[DATA EXCERPTS Boundary: Start]
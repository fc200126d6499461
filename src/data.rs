//! Training data container with block-design gating
//!
//! Outcomes are stored per output dimension, each with the inputs it was
//! observed at. A design is "block" when every outcome shares the same
//! inputs; derivations that extract a best observed value only make sense
//! under that invariant and fail hard without it.

use ndarray::{concatenate, Array2, Axis};
use serde::{Deserialize, Serialize};

use crate::error::{AcqError, Result};

/// Per-outcome training data for a surrogate model.
#[derive(Debug, Clone, Serialize, Deserialize)]
pub struct TrainingData {
    /// Input design per outcome, each `n_i x d`
    xs: Vec<Array2<f64>>,
    /// Observed values per outcome, each `n_i x 1`
    ys: Vec<Array2<f64>>,
}

impl TrainingData {
    /// Create training data from per-outcome designs.
    pub fn new(xs: Vec<Array2<f64>>, ys: Vec<Array2<f64>>) -> Result<Self> {
        if xs.is_empty() {
            return Err(AcqError::InvalidData(
                "at least one outcome is required".to_string(),
            ));
        }
        if xs.len() != ys.len() {
            return Err(AcqError::InvalidData(format!(
                "got {} input designs but {} outcome columns",
                xs.len(),
                ys.len()
            )));
        }
        for (i, (x, y)) in xs.iter().zip(ys.iter()).enumerate() {
            if x.nrows() == 0 {
                return Err(AcqError::InvalidData(format!(
                    "outcome {i} has no observations"
                )));
            }
            if x.nrows() != y.nrows() {
                return Err(AcqError::InvalidData(format!(
                    "outcome {i}: {} inputs but {} observations",
                    x.nrows(),
                    y.nrows()
                )));
            }
            if y.ncols() != 1 {
                return Err(AcqError::InvalidData(format!(
                    "outcome {i} must be a single column, got {} columns",
                    y.ncols()
                )));
            }
        }
        Ok(Self { xs, ys })
    }

    /// Create block-design training data from a shared input design `x`
    /// (`n x d`) and stacked outcomes `y` (`n x m`).
    pub fn from_block_design(x: Array2<f64>, y: Array2<f64>) -> Result<Self> {
        if y.ncols() == 0 {
            return Err(AcqError::InvalidData(
                "at least one outcome is required".to_string(),
            ));
        }
        let ys: Vec<Array2<f64>> = (0..y.ncols())
            .map(|j| y.column(j).to_owned().insert_axis(Axis(1)))
            .collect();
        let xs = vec![x; ys.len()];
        Self::new(xs, ys)
    }

    /// True when every outcome was observed at the same inputs.
    pub fn is_block_design(&self) -> bool {
        self.xs.iter().all(|x| *x == self.xs[0])
    }

    /// Shared input design (first outcome's inputs).
    pub fn x(&self) -> &Array2<f64> {
        &self.xs[0]
    }

    /// Stacked `n x m` outcome matrix. Requires a block design.
    pub fn y(&self) -> Result<Array2<f64>> {
        if !self.is_block_design() {
            return Err(AcqError::NotBlockDesign);
        }
        let views: Vec<_> = self.ys.iter().map(|y| y.view()).collect();
        concatenate(Axis(1), &views)
            .map_err(|e| AcqError::InvalidData(format!("cannot stack outcomes: {e}")))
    }

    /// Number of outcome dimensions.
    pub fn num_outputs(&self) -> usize {
        self.ys.len()
    }

    /// Input dimensionality.
    pub fn dim(&self) -> usize {
        self.xs[0].ncols()
    }

    /// Number of observations for the first outcome.
    pub fn num_points(&self) -> usize {
        self.xs[0].nrows()
    }
}

#[cfg(test)]
mod tests {
    use super::*;
    use ndarray::arr2;

    fn block_data() -> TrainingData {
        let x = arr2(&[[0.0, 0.0], [0.5, 0.5], [1.0, 1.0]]);
        let y = arr2(&[[1.0], [3.0], [2.0]]);
        TrainingData::from_block_design(x, y).expect("valid data")
    }

    #[test]
    fn test_block_design_detected() {
        let data = block_data();
        assert!(data.is_block_design());
        assert_eq!(data.num_outputs(), 1);
        assert_eq!(data.num_points(), 3);
        assert_eq!(data.dim(), 2);
    }

    #[test]
    fn test_stacked_outcomes() {
        let x = arr2(&[[0.0], [1.0]]);
        let y = arr2(&[[1.0, 4.0], [2.0, 3.0]]);
        let data = TrainingData::from_block_design(x, y.clone()).expect("valid data");
        assert_eq!(data.num_outputs(), 2);
        assert_eq!(data.y().expect("block design"), y);
    }

    #[test]
    fn test_non_block_design_y_fails() {
        let xs = vec![arr2(&[[0.0], [1.0]]), arr2(&[[0.5]])];
        let ys = vec![arr2(&[[1.0], [2.0]]), arr2(&[[3.0]])];
        let data = TrainingData::new(xs, ys).expect("valid data");
        assert!(!data.is_block_design());
        assert!(matches!(data.y(), Err(AcqError::NotBlockDesign)));
    }

    #[test]
    fn test_mismatched_rows_rejected() {
        let xs = vec![arr2(&[[0.0], [1.0]])];
        let ys = vec![arr2(&[[1.0]])];
        assert!(matches!(
            TrainingData::new(xs, ys),
            Err(AcqError::InvalidData(_))
        ));
    }

    #[test]
    fn test_empty_rejected() {
        assert!(matches!(
            TrainingData::new(vec![], vec![]),
            Err(AcqError::InvalidData(_))
        ));
    }

    #[test]
    fn test_wide_outcome_column_rejected() {
        let xs = vec![arr2(&[[0.0], [1.0]])];
        let ys = vec![arr2(&[[1.0, 2.0], [3.0, 4.0]])];
        assert!(matches!(
            TrainingData::new(xs, ys),
            Err(AcqError::InvalidData(_))
        ));
    }
}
[DATA EXCERPTS Boundary: End]
→ **WHAT YOU WILL DO**: Copy the records. Each line should match exactly.

→ **TASK ANSWER**:
repository fc200126d6499461
filename src/data.rs
//! Training data container with block-design gating
//!
//! Outcomes are stored per output dimension, each with the inputs it was
//! observed at. A design is "block" when every outcome shares the same
//! inputs; derivations that extract a best observed value only make sense
//! under that invariant and fail hard without it.

use ndarray::{concatenate, Array2, Axis};
use serde::{Deserialize, Serialize};

use crate::error::{AcqError, Result};

/// Per-outcome training data for a surrogate model.
#[derive(Debug, Clone, Serialize, Deserialize)]
pub struct TrainingData {
    /// Input design per outcome, each `n_i x d`
    xs: Vec<Array2<f64>>,
    /// Observed values per outcome, each `n_i x 1`
    ys: Vec<Array2<f64>>,
}

impl TrainingData {
    /// Create training data from per-outcome designs.
    pub fn new(xs: Vec<Array2<f64>>, ys: Vec<Array2<f64>>) -> Result<Self> {
        if xs.is_empty() {
            return Err(AcqError::InvalidData(
                "at least one outcome is required".to_string(),
            ));
        }
        if xs.len() != ys.len() {
            return Err(AcqError::InvalidData(format!(
                "got {} input designs but {} outcome columns",
                xs.len(),
                ys.len()
            )));
        }
        for (i, (x, y)) in xs.iter().zip(ys.iter()).enumerate() {
            if x.nrows() == 0 {
                return Err(AcqError::InvalidData(format!(
                    "outcome {i} has no observations"
                )));
            }
            if x.nrows() != y.nrows() {
                return Err(AcqError::InvalidData(format!(
                    "outcome {i}: {} inputs but {} observations",
                    x.nrows(),
                    y.nrows()
                )));
            }
            if y.ncols() != 1 {
                return Err(AcqError::InvalidData(format!(
                    "outcome {i} must be a single column, got {} columns",
                    y.ncols()
                )));
            }
        }
        Ok(Self { xs, ys })
    }

    /// Create block-design training data from a shared input design `x`
    /// (`n x d`) and stacked outcomes `y` (`n x m`).
    pub fn from_block_design(x: Array2<f64>, y: Array2<f64>) -> Result<Self> {
        if y.ncols() == 0 {
            return Err(AcqError::InvalidData(
                "at least one outcome is required".to_string(),
            ));
        }
        let ys: Vec<Array2<f64>> = (0..y.ncols())
            .map(|j| y.column(j).to_owned().insert_axis(Axis(1)))
            .collect();
        let xs = vec![x; ys.len()];
        Self::new(xs, ys)
    }

    /// True when every outcome was observed at the same inputs.
    pub fn is_block_design(&self) -> bool {
        self.xs.iter().all(|x| *x == self.xs[0])
    }

    /// Shared input design (first outcome's inputs).
    pub fn x(&self) -> &Array2<f64> {
        &self.xs[0]
    }

    /// Stacked `n x m` outcome matrix. Requires a block design.
    pub fn y(&self) -> Result<Array2<f64>> {
        if !self.is_block_design() {
            return Err(AcqError::NotBlockDesign);
        }
        let views: Vec<_> = self.ys.iter().map(|y| y.view()).collect();
        concatenate(Axis(1), &views)
            .map_err(|e| AcqError::InvalidData(format!("cannot stack outcomes: {e}")))
    }

    /// Number of outcome dimensions.
    pub fn num_outputs(&self) -> usize {
        self.ys.len()
    }

    /// Input dimensionality.
    pub fn dim(&self) -> usize {
        self.xs[0].ncols()
    }

    /// Number of observations for the first outcome.
    pub fn num_points(&self) -> usize {
        self.xs[0].nrows()
    }
}

#[cfg(test)]
mod tests {
    use super::*;
    use ndarray::arr2;

    fn block_data() -> TrainingData {
        let x = arr2(&[[0.0, 0.0], [0.5, 0.5], [1.0, 1.0]]);
        let y = arr2(&[[1.0], [3.0], [2.0]]);
        TrainingData::from_block_design(x, y).expect("valid data")
    }

    #[test]
    fn test_block_design_detected() {
        let data = block_data();
        assert!(data.is_block_design());
        assert_eq!(data.num_outputs(), 1);
        assert_eq!(data.num_points(), 3);
        assert_eq!(data.dim(), 2);
    }

    #[test]
    fn test_stacked_outcomes() {
        let x = arr2(&[[0.0], [1.0]]);
        let y = arr2(&[[1.0, 4.0], [2.0, 3.0]]);
        let data = TrainingData::from_block_design(x, y.clone()).expect("valid data");
        assert_eq!(data.num_outputs(), 2);
        assert_eq!(data.y().expect("block design"), y);
    }

    #[test]
    fn test_non_block_design_y_fails() {
        let xs = vec![arr2(&[[0.0], [1.0]]), arr2(&[[0.5]])];
        let ys = vec![arr2(&[[1.0], [2.0]]), arr2(&[[3.0]])];
        let data = TrainingData::new(xs, ys).expect("valid data");
        assert!(!data.is_block_design());
        assert!(matches!(data.y(), Err(AcqError::NotBlockDesign)));
    }

    #[test]
    fn test_mismatched_rows_rejected() {
        let xs = vec![arr2(&[[0.0], [1.0]])];
        let ys = vec![arr2(&[[1.0]])];
        assert!(matches!(
            TrainingData::new(xs, ys),
            Err(AcqError::InvalidData(_))
        ));
    }

    #[test]
    fn test_empty_rejected() {
        assert!(matches!(
            TrainingData::new(vec![], vec![]),
            Err(AcqError::InvalidData(_))
        ));
    }

    #[test]
    fn test_wide_outcome_column_rejected() {
        let xs = vec![arr2(&[[0.0], [1.0]])];
        let ys = vec![arr2(&[[1.0, 2.0], [3.0, 4.0]])];
        assert!(matches!(
            TrainingData::new(xs, ys),
            Err(AcqError::InvalidData(_))
        ));
    }
}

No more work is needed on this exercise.